No único caso de um artigo publicado na página de Economia do "Expresso", assinado por João Vieira Pereira, concede-se, com alguma benevolência a nosso favor, que nas relações luso-brasileiras (parafraseando Jorge Sampaio) há mais vida para além da Economia:
"Adoramos a sua música, a literatura e o futebol. Frequentamos as suas praias, compramos casas de férias e até imitamos o seu sotaque com prazer. Sempre soubemos respeitar o Brasil e aproveitar o máximo que nos podia dar, principalmente a nível cultural (...)".
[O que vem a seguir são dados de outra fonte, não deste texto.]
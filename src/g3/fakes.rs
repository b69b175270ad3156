//! Scripted stand-ins for the bus, the wakeup pin and the delay source. All of
//! them append to one shared event log so tests can check ordering.

use std::{cell::RefCell, collections::VecDeque, convert::Infallible, rc::Rc};

use embedded_hal::{delay::DelayNs, digital};
use fugit::MillisDurationU32;

use super::{BusWriteError, G3Bus, G3};
use crate::config::G3Config;

#[derive(Clone, Debug, PartialEq, Eq)]
pub enum Event {
    PinLow,
    PinHigh,
    DelayMs(u32),
    DelayNs(u32),
    Write {
        address: u8,
        bytes: Vec<u8>,
        timeout_ms: u32,
    },
    Read {
        address: u8,
        len: usize,
        timeout_ms: u32,
    },
}

#[derive(Default)]
struct Inner {
    events: Vec<Event>,
    replies: VecDeque<Vec<u8>>,
    write_failures: VecDeque<BusWriteError>,
}

#[derive(Clone, Default)]
pub struct EventLog(Rc<RefCell<Inner>>);

impl EventLog {
    pub fn events(&self) -> Vec<Event> {
        self.0.borrow().events.clone()
    }

    /// next read offers these bytes; reads without a queued reply are not acknowledged
    pub fn queue_reply(&self, bytes: &[u8]) {
        self.0.borrow_mut().replies.push_back(bytes.to_vec());
    }

    pub fn fail_next_write(&self, e: BusWriteError) {
        self.0.borrow_mut().write_failures.push_back(e);
    }

    pub fn writes(&self) -> Vec<Vec<u8>> {
        self.events()
            .into_iter()
            .filter_map(|e| match e {
                Event::Write { bytes, .. } => Some(bytes),
                _ => None,
            })
            .collect()
    }

    fn push(&self, event: Event) {
        self.0.borrow_mut().events.push(event);
    }
}

pub struct FakeBus(pub EventLog);

impl G3Bus for FakeBus {
    fn write(
        &mut self,
        address: u8,
        bytes: &[u8],
        timeout: MillisDurationU32,
    ) -> Result<(), BusWriteError> {
        self.0.push(Event::Write {
            address,
            bytes: bytes.to_vec(),
            timeout_ms: timeout.ticks(),
        });
        match self.0 .0.borrow_mut().write_failures.pop_front() {
            Some(e) => Err(e),
            None => Ok(()),
        }
    }

    fn read(&mut self, address: u8, buffer: &mut [u8], timeout: MillisDurationU32) -> usize {
        self.0.push(Event::Read {
            address,
            len: buffer.len(),
            timeout_ms: timeout.ticks(),
        });
        let Some(reply) = self.0 .0.borrow_mut().replies.pop_front() else {
            return 0;
        };
        let n = reply.len().min(buffer.len());
        buffer[..n].copy_from_slice(&reply[..n]);
        n
    }
}

pub struct FakePin(pub EventLog);

impl digital::ErrorType for FakePin {
    type Error = Infallible;
}

impl digital::OutputPin for FakePin {
    fn set_low(&mut self) -> Result<(), Self::Error> {
        self.0.push(Event::PinLow);
        Ok(())
    }

    fn set_high(&mut self) -> Result<(), Self::Error> {
        self.0.push(Event::PinHigh);
        Ok(())
    }
}

pub struct FakeDelay(pub EventLog);

impl DelayNs for FakeDelay {
    fn delay_ns(&mut self, ns: u32) {
        self.0.push(Event::DelayNs(ns));
    }

    fn delay_ms(&mut self, ms: u32) {
        self.0.push(Event::DelayMs(ms));
    }
}

pub type FakeG3<const N: usize> = G3<FakeBus, FakePin, FakeDelay, N>;

pub fn fake_g3<const N: usize>() -> (FakeG3<N>, EventLog) {
    let log = EventLog::default();
    let g3 = G3::new(
        FakeBus(log.clone()),
        FakePin(log.clone()),
        FakeDelay(log.clone()),
        G3Config::default(),
    );
    (g3, log)
}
Se o pressuposto é dirigido aos portugueses que só conhecem a história das relações luso-brasileiras dos relatos dos veraneantes ou dos antigos emigrados de torna-viagem, então o respeito será o infundido pela grandeza, riqueza e exuberância da terra brasileira; e o máximo aproveitamento que dela tirámos só pode ter sido a exploração das minas de ouro, do pau-brasil, da cana açucareira, do tabaco, enfim, do comércio monopolista que, até ao princípio século XIX, pautou as relações de Portugal com a sua maior e mais importante colónia.
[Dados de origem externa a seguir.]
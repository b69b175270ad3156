use embedded_hal::i2c::{Error, ErrorKind, I2c, NoAcknowledgeSource};
use fugit::MillisDurationU32;
use log::debug;

use super::{BusWriteError, G3Bus};

impl From<ErrorKind> for BusWriteError {
    fn from(kind: ErrorKind) -> Self {
        match kind {
            ErrorKind::NoAcknowledge(NoAcknowledgeSource::Address) => BusWriteError::AddressNack,
            ErrorKind::NoAcknowledge(NoAcknowledgeSource::Data) => BusWriteError::DataNack,
            ErrorKind::Overrun => BusWriteError::SizeError,
            _ => BusWriteError::Other,
        }
    }
}

/// [`G3Bus`] on top of any blocking embedded-hal I2C master.
///
/// embedded-hal has no per-transaction timeout, so the timeout handed in by the
/// driver is only logged; the peripheral's own bus timeout bounds each call.
pub struct G3I2cBus<I2C: I2c> {
    pub i2c: I2C,
}

impl<I2C: I2c> G3I2cBus<I2C> {
    pub fn new(i2c: I2C) -> Self {
        Self { i2c }
    }

    pub fn release(self) -> I2C {
        self.i2c
    }
}

impl<I2C: I2c> G3Bus for G3I2cBus<I2C> {
    fn write(
        &mut self,
        address: u8,
        bytes: &[u8],
        timeout: MillisDurationU32,
    ) -> Result<(), BusWriteError> {
        self.i2c.write(address, bytes).map_err(|e| {
            debug!("g3 i2c write of {} bytes failed ({} ms): {:?}", bytes.len(), timeout.ticks(), e.kind());
            BusWriteError::from(e.kind())
        })
    }

    fn read(&mut self, address: u8, buffer: &mut [u8], timeout: MillisDurationU32) -> usize {
        match self.i2c.read(address, buffer) {
            Ok(()) => buffer.len(),
            Err(e) => {
                debug!("g3 i2c read of {} bytes failed ({} ms): {:?}", buffer.len(), timeout.ticks(), e.kind());
                0
            }
        }
    }
}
Foi assim até à chegada, em Janeiro de 1808, da Corte do príncipe-regente D. João e de sua mãe a rainha D. Maria I (em avançado estado de demência), fugindo à ameaça napoleónica, para que se salvasse, no Brasil, a "soberania" de Portugal. Com um séquito de milhares de pessoas, de imediato ali foi implantado um "reino" que, autonomizado da Mãe-Pátria, iniciava aquilo que hoje consideraríamos um prelúdio da descolonização; e logo em 1810, com a assinatura de um novo tratado (já havia o de Methwen) com a Inglaterra, que na Europa "defendia" a independência do território lusitano, o Brasil deixou de ser "colónia" de Portugal para ser, na prática, "colónia" da Inglaterra, que passou a dominar o seu aparelho económico: serviços, portos, importações e exportações.
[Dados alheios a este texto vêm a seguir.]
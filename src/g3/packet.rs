use embedded_hal::{delay::DelayNs, digital::OutputPin};
use fugit::MillisDurationU32;
use heapless::Vec;
use log::{debug, warn};

use super::{
    buffer_exceeded,
    crc::{crc16, crc16_bytes, CRC16_SIZE},
    instruction::{ControlFlag, Instruction, ResultCode},
    G3Bus, G3Error, G3,
};

const LENGTH_OFFSET: usize = 1;
const FLAG_SIZE: usize = 1;
/// length byte, code, p1, p2 (2), crc (2)
pub const MIN_INSTRUCTION_LENGTH: usize = 7;
/// length byte plus crc
pub const MIN_RESPONSE_LENGTH: usize = 1 + CRC16_SIZE;

/// Builds an instruction frame into `buf`:
///
/// ```text
/// flag | length | code | p1 | p2 (BE) | payload.. | crc16 (LE)
/// ```
///
/// `length` counts from itself through the crc, the crc covers `length`
/// through the end of the payload. Frames that would not fit into `N` bytes
/// are rejected and `buf` is left empty.
pub fn encode_instruction<const N: usize>(
    buf: &mut Vec<u8, N>,
    code: u8,
    p1: u8,
    p2: u16,
    payload: Option<&[u8]>,
) -> Result<(), G3Error> {
    buf.clear();

    let payload = payload.unwrap_or(&[]);
    let length = MIN_INSTRUCTION_LENGTH + payload.len();
    let total = FLAG_SIZE + length;
    if total > N || length > u8::MAX as usize {
        return Err(buffer_exceeded::<N>(total));
    }

    let [p2_hi, p2_lo] = p2.to_be_bytes();
    let header = [
        ControlFlag::Instruction as u8,
        length as u8,
        code,
        p1,
        p2_hi,
        p2_lo,
    ];
    let overflow = |_: ()| buffer_exceeded::<N>(total);
    buf.extend_from_slice(&header).map_err(overflow)?;
    buf.extend_from_slice(payload).map_err(overflow)?;
    let crc = crc16_bytes(&buf[LENGTH_OFFSET..]);
    buf.extend_from_slice(&crc).map_err(overflow)?;

    Ok(())
}

#[derive(Copy, Clone, Debug, PartialEq, Eq)]
pub enum Integrity {
    Valid,
    CrcMismatch { expected: u16, received: u16 },
    /// the length byte is below the minimum frame or beyond the received bytes
    BadLength { declared: u8 },
}

/// A response as read from the chip, handed out even when its CRC is wrong.
///
/// Callers that only want good data use [`ResponsePacket::checked`]; callers
/// that want to look at a damaged frame still can through [`ResponsePacket::frame`].
#[derive(Copy, Clone, Debug, PartialEq, Eq)]
pub struct ResponsePacket<'a> {
    frame: &'a [u8],
    integrity: Integrity,
}

impl<'a> ResponsePacket<'a> {
    /// every byte read, including length byte, crc and anything after the frame
    pub fn frame(&self) -> &'a [u8] {
        self.frame
    }

    /// bytes between the length byte and the crc; empty if the length is unusable
    pub fn payload(&self) -> &'a [u8] {
        match self.integrity {
            Integrity::BadLength { .. } => &[],
            _ => &self.frame[1..self.frame[0] as usize - CRC16_SIZE],
        }
    }

    pub fn integrity(&self) -> Integrity {
        self.integrity
    }

    pub fn is_crc_valid(&self) -> bool {
        self.integrity == Integrity::Valid
    }

    pub fn result_code(&self) -> Option<ResultCode> {
        self.payload().first().copied().and_then(ResultCode::from_u8)
    }

    /// The payload, or the integrity failure as an error.
    pub fn checked(&self) -> Result<&'a [u8], G3Error> {
        match self.integrity {
            Integrity::Valid => Ok(self.payload()),
            Integrity::CrcMismatch { expected, received } => {
                Err(G3Error::Integrity { expected, received })
            }
            Integrity::BadLength { declared } => Err(G3Error::MalformedResponse {
                declared,
                received: self.frame.len(),
            }),
        }
    }
}

/// Checks a response frame against its own length byte and trailing crc.
pub fn decode_response(frame: &[u8]) -> ResponsePacket<'_> {
    let declared = frame.first().copied().unwrap_or(0);
    let len = declared as usize;

    let integrity = if len < MIN_RESPONSE_LENGTH || len > frame.len() {
        Integrity::BadLength { declared }
    } else {
        let (body, trailer) = frame[..len].split_at(len - CRC16_SIZE);
        let expected = crc16(body);
        let received = u16::from_le_bytes([trailer[0], trailer[1]]);
        if expected == received {
            Integrity::Valid
        } else {
            Integrity::CrcMismatch { expected, received }
        }
    };

    ResponsePacket { frame, integrity }
}

impl<BUS, PIN, DELAY, const N: usize> G3<BUS, PIN, DELAY, N>
where
    BUS: G3Bus,
    PIN: OutputPin,
    DELAY: DelayNs,
{
    /// Frames and sends one instruction. Nothing is put on the bus if the frame
    /// does not fit the buffer.
    pub fn write_instruction_packet(
        &mut self,
        code: u8,
        p1: u8,
        p2: u16,
        payload: Option<&[u8]>,
        timeout: MillisDurationU32,
    ) -> Result<(), G3Error> {
        encode_instruction(&mut self.buffer, code, p1, p2, payload)?;
        self.transmit_buffer(timeout)
    }

    /// [`Self::write_instruction_packet`] with a typed code and the configured timeout.
    pub fn send_instruction(
        &mut self,
        instruction: Instruction,
        p1: u8,
        p2: u16,
        payload: Option<&[u8]>,
    ) -> Result<(), G3Error> {
        let timeout = self.config.command_timeout();
        self.write_instruction_packet(instruction.code(), p1, p2, payload, timeout)
    }

    /// Reads `len` bytes and checks them as a response frame.
    ///
    /// The protocol has no length negotiation, the caller has to know how long
    /// the answer will be. A CRC mismatch does not fail the read, it is carried
    /// in the returned packet.
    pub fn read_response_packet(
        &mut self,
        len: usize,
        timeout: MillisDurationU32,
    ) -> Result<ResponsePacket<'_>, G3Error> {
        let frame = self.read(len, timeout)?;
        debug!("g3 rx {:02x?}", frame);

        let packet = decode_response(frame);
        if !packet.is_crc_valid() {
            warn!("g3 response failed integrity check: {:?}", packet.integrity());
        }
        Ok(packet)
    }
}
A separação efectiva da Mãe-Pátria, que já o era "de facto", confirmou-se "de jure", em 1822, pela voz do príncipe português D. Pedro, após o regresso imposto ao pai, D.João VI, a Portugal, em 1821, para ocupar o trono. Mas não foi "respeitosamente" que Portugal reagiu ao "grito do Ipiranga", só aceitando reconhecer a independência do Brasil em 1825, depois de este assumir a dívida de dois milhões de libras esterlinas de um empréstimo feito por Portugal em Londres...
Também não foi "respeitosamente" que o Governo de Portugal viu condicionada a saída dos seus pobres e desempregados para o "País-Irmão" quando o Brasil, em crise, precisou de suster a corrente da imigração, até ali necessária para substituir, após o abolicionismo, em 1888, os escravos negros antes compelidos a trabalhar nas plantações, nos engenhos e nas minas. Muitos desses escravos, já homens livres, decidiram retornar à terra-mãe de África (e uns tantos a Angola), vindo a constituir, em países como a Nigéria, autênticos "nichos" afro-brasileiros, que haveriam de servir de ponte, já nos anos 60 do século XX, para o lançamento e depois a implementação, na década seguinte, da diplomacia brasileira na África Negra.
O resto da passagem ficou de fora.